**EXERCISE DETAILS**
Check each line of the material below for the word "TlsConnector". Say how many lines have it, and nothing else.

**ENTRIES PROVIDED**
Content starts

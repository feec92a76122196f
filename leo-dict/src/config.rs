//! 读取设置文件
//!
//! 文件格式：
//!
//! ```toml
//! [main]
//! proxy_enabled = true
//! proxy_http_url = "http://proxy:8080"
//! proxy_https_url = ""
//! ```

use leo_dict_common::http_client::ProxyConfig;
use serde::Deserialize;
use std::path::Path;
use tracing::debug;

#[derive(thiserror::Error, Debug)]
pub enum Error {
    #[error("read settings file failed: {0}")]
    Io(#[from] std::io::Error),
    #[error("settings file is not valid toml: {0}")]
    Toml(#[from] toml::de::Error),
}

#[derive(Deserialize, Debug, Default, Clone, PartialEq, Eq)]
pub struct Settings {
    #[serde(default)]
    pub main: MainSection,
}

#[derive(Deserialize, Debug, Default, Clone, PartialEq, Eq)]
pub struct MainSection {
    #[serde(default)]
    pub proxy_enabled: bool,
    pub proxy_http_url: Option<String>,
    pub proxy_https_url: Option<String>,
}

impl Settings {
    pub fn from_toml_str(s: &str) -> Result<Self, Error> {
        Ok(toml::from_str(s)?)
    }

    pub fn load(path: impl AsRef<Path>) -> Result<Self, Error> {
        let path = path.as_ref();
        debug!(path = %path.display(), "loading settings");
        let file_str = std::fs::read_to_string(path)?;
        Self::from_toml_str(&file_str)
    }

    /// 转换为[ProxyConfig]
    ///
    /// url去掉首尾空白，空字符串视为未设置；未启用代理时不保留url
    pub fn proxy_config(&self) -> ProxyConfig {
        if !self.main.proxy_enabled {
            return ProxyConfig::default();
        }
        ProxyConfig {
            enabled: true,
            http_url: stripped(self.main.proxy_http_url.as_deref()),
            https_url: stripped(self.main.proxy_https_url.as_deref()),
        }
    }
}

fn stripped(s: Option<&str>) -> Option<String> {
    s.map(str::trim).filter(|s| !s.is_empty()).map(str::to_owned)
}
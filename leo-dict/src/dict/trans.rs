use super::Client;
use super::Error;
use super::parse::parse_translation;
use super::types_rs::TranslatedEntry;
use super::utils::translation_url;
use crate::language::split_language_code;
use leo_dict_common::helper::read_text_response;
use tracing::{debug, warn};

impl Client {
    /// 查词
    ///
    /// `language_code`为语言对代码（如`ende`），这里不做校验，可以使用[`crate::language`]中的值；
    /// `query`为用户输入的原文，会先进行percent encode。
    ///
    /// 没有结果时返回空的`Vec`，网络错误和xml解析错误直接返回，不会重试
    pub async fn translate(
        &self,
        language_code: &str,
        query: &str,
    ) -> Result<Vec<TranslatedEntry>, Error> {
        let url = translation_url(&self.host, language_code, query)?;
        debug!(%url, "sending translate request");

        let http_client = self.http_client();
        let resp = http_client.get(url)?.send().await?;
        let text = read_text_response(resp).await?;

        let entries = parse_translation(&text)?;
        check_languages(language_code, &entries)?;
        debug!(count = entries.len(), "translate finished");

        Ok(entries)
    }
}

// 结果的语言必须是语言对中的一个；代码格式不认识时不检查
fn check_languages(language_code: &str, entries: &[TranslatedEntry]) -> Result<(), Error> {
    let Some((a, b)) = split_language_code(language_code) else {
        return Ok(());
    };

    match entries
        .iter()
        .position(|e| e.language != a && e.language != b)
    {
        Some(index) => {
            let lang = &entries[index].language;
            warn!(lang = %lang, language_code, index, "entry language is not part of the language pair");
            Err(Error::InvalidEntry {
                index,
                reason: format!("language `{lang}` is not part of `{language_code}`"),
            })
        }
        None => Ok(()),
    }
}
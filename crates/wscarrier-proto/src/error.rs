//! Configuration errors for carrier sessions

use thiserror::Error;

/// Errors raised while assembling a carrier session's configuration.
///
/// None of these are transient: they echo the offending input back so the
/// operator can fix it, and callers must not retry them.
#[derive(Debug, Error, Clone, PartialEq, Eq)]
pub enum ProtoError {
    #[error("invalid connection override: {0}")]
    InvalidConnectionOverride(String),

    #[error("no destination configured: origin URL is empty")]
    MissingDestination,

    #[error("invalid origin URL {url}: {reason}")]
    InvalidOriginUrl { url: String, reason: String },

    #[error("unsupported origin scheme '{scheme}' in {url} (expected http, https, ws or wss)")]
    UnsupportedScheme { url: String, scheme: String },

    #[error("invalid listener address {address}: {reason}")]
    InvalidListenerAddress { address: String, reason: String },
}

impl ProtoError {
    /// Configuration errors are never worth retrying.
    pub fn is_retryable(&self) -> bool {
        false
    }
}

pub type ProtoResult<T> = Result<T, ProtoError>;
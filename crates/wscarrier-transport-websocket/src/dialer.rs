//! WebSocket dialer
//!
//! Dials the origin named by [`StartOptions`], optionally wraps the socket in
//! TLS with an overridden server name, and performs the client upgrade with
//! the configured header set.

use async_trait::async_trait;
use http::header::{HeaderValue, HOST, LOCATION};
use rustls::pki_types::ServerName;
use std::sync::Arc;
use tokio::io::{AsyncRead, AsyncWrite};
use tokio::net::TcpStream;
use tokio_rustls::TlsConnector;
use tokio_tungstenite::tungstenite::client::IntoClientRequest;
use tokio_tungstenite::tungstenite::handshake::client::Request;
use tokio_tungstenite::{MaybeTlsStream, WebSocketStream};
use tracing::{debug, info};
use url::{Host, Url};
use wscarrier_proto::StartOptions;

use crate::config::WebSocketConfig;
use crate::error::{TransportError, TransportResult};

/// The WebSocket produced by [`TungsteniteDialer`]
pub type CarrierSocket = WebSocketStream<MaybeTlsStream<TcpStream>>;

/// Capability to open one WebSocket towards the configured origin
#[async_trait]
pub trait WebSocketDialer: Send + Sync + 'static {
    /// Underlying byte stream the WebSocket runs over
    type Io: AsyncRead + AsyncWrite + Unpin + Send + 'static;

    async fn dial(&self, options: &StartOptions) -> TransportResult<WebSocketStream<Self::Io>>;
}

#[async_trait]
impl<D: WebSocketDialer> WebSocketDialer for Arc<D> {
    type Io = D::Io;

    async fn dial(&self, options: &StartOptions) -> TransportResult<WebSocketStream<Self::Io>> {
        (**self).dial(options).await
    }
}

/// Dialer backed by tokio-tungstenite and rustls
pub struct TungsteniteDialer {
    config: Arc<WebSocketConfig>,
    verified: TlsConnector,
    insecure: TlsConnector,
}

impl std::fmt::Debug for TungsteniteDialer {
    fn fmt(&self, f: &mut std::fmt::Formatter<'_>) -> std::fmt::Result {
        f.debug_struct("TungsteniteDialer")
            .field("config", &self.config)
            .finish()
    }
}

impl TungsteniteDialer {
    pub fn new(config: WebSocketConfig) -> TransportResult<Self> {
        let verified = config.build_tls_connector(false)?;
        let insecure = config.build_tls_connector(true)?;

        Ok(Self {
            config: Arc::new(config),
            verified,
            insecure,
        })
    }

    async fn connect(&self, options: &StartOptions) -> TransportResult<CarrierSocket> {
        let url = options.websocket_url()?;
        let host = dial_host(&url);
        let port = url
            .port_or_known_default()
            .ok_or_else(|| TransportError::Handshake(format!("no port for {}", url)))?;
        let address = format!("{}:{}", host, port);

        debug!(address = %address, url = %url, "Dialing carrier origin");

        let tcp_stream = TcpStream::connect((host.as_str(), port))
            .await
            .map_err(|source| TransportError::Connect {
                address: address.clone(),
                source,
            })?;
        if let Err(e) = tcp_stream.set_nodelay(true) {
            debug!(address = %address, "Failed to set TCP_NODELAY: {}", e);
        }

        let stream = if url.scheme() == "wss" {
            let server_name = options.server_name()?;
            let dns_name = ServerName::try_from(server_name.clone())
                .map_err(|e| TransportError::Tls(format!("Invalid server name: {}", e)))?;

            let connector = match &options.tls {
                Some(tls) if tls.insecure_skip_verify => &self.insecure,
                _ => &self.verified,
            };

            let tls_stream = connector
                .connect(dns_name, tcp_stream)
                .await
                .map_err(|e| TransportError::Tls(format!("TLS handshake failed: {}", e)))?;

            debug!(server_name = %server_name, "TLS handshake complete");
            MaybeTlsStream::Rustls(tls_stream)
        } else {
            MaybeTlsStream::Plain(tcp_stream)
        };

        let request = build_upgrade_request(&url, options)?;

        let (socket, _response) = tokio_tungstenite::client_async_with_config(
            request,
            stream,
            Some(self.config.tungstenite_config()),
        )
        .await
        .map_err(handshake_error)?;

        info!(address = %address, url = %url, "Carrier WebSocket established");
        Ok(socket)
    }
}

#[async_trait]
impl WebSocketDialer for TungsteniteDialer {
    type Io = MaybeTlsStream<TcpStream>;

    async fn dial(&self, options: &StartOptions) -> TransportResult<CarrierSocket> {
        options.validate()?;

        let timeout = self.config.connect_timeout;
        match tokio::time::timeout(timeout, self.connect(options)).await {
            Ok(result) => result,
            Err(_) => Err(TransportError::Timeout {
                address: options.origin_url.clone(),
                timeout,
            }),
        }
    }
}

/// Build the upgrade request: the standard WebSocket headers, every
/// configured header value, and the `Host` override when present.
pub fn build_upgrade_request(url: &Url, options: &StartOptions) -> TransportResult<Request> {
    let mut request = url
        .as_str()
        .into_client_request()
        .map_err(|e| TransportError::Handshake(format!("Invalid upgrade request: {}", e)))?;

    let headers = request.headers_mut();
    for (name, value) in options.headers.iter() {
        headers.append(name.clone(), value.clone());
    }

    if let Some(host) = options.host.as_deref().filter(|h| !h.is_empty()) {
        let value = HeaderValue::from_str(host)
            .map_err(|e| TransportError::Handshake(format!("Invalid host override: {}", e)))?;
        headers.insert(HOST, value);
    }

    Ok(request)
}

fn dial_host(url: &Url) -> String {
    match url.host() {
        Some(Host::Ipv6(addr)) => addr.to_string(),
        Some(host) => host.to_string(),
        None => String::new(),
    }
}

fn handshake_error(error: tokio_tungstenite::tungstenite::Error) -> TransportError {
    use tokio_tungstenite::tungstenite::Error;

    match error {
        Error::Http(response) => TransportError::HandshakeRejected {
            status: response.status().as_u16(),
            location: response
                .headers()
                .get(LOCATION)
                .and_then(|v| v.to_str().ok())
                .map(str::to_string),
        },
        other => TransportError::Handshake(other.to_string()),
    }
}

Content ends

**EXPECTED ANSWER**
3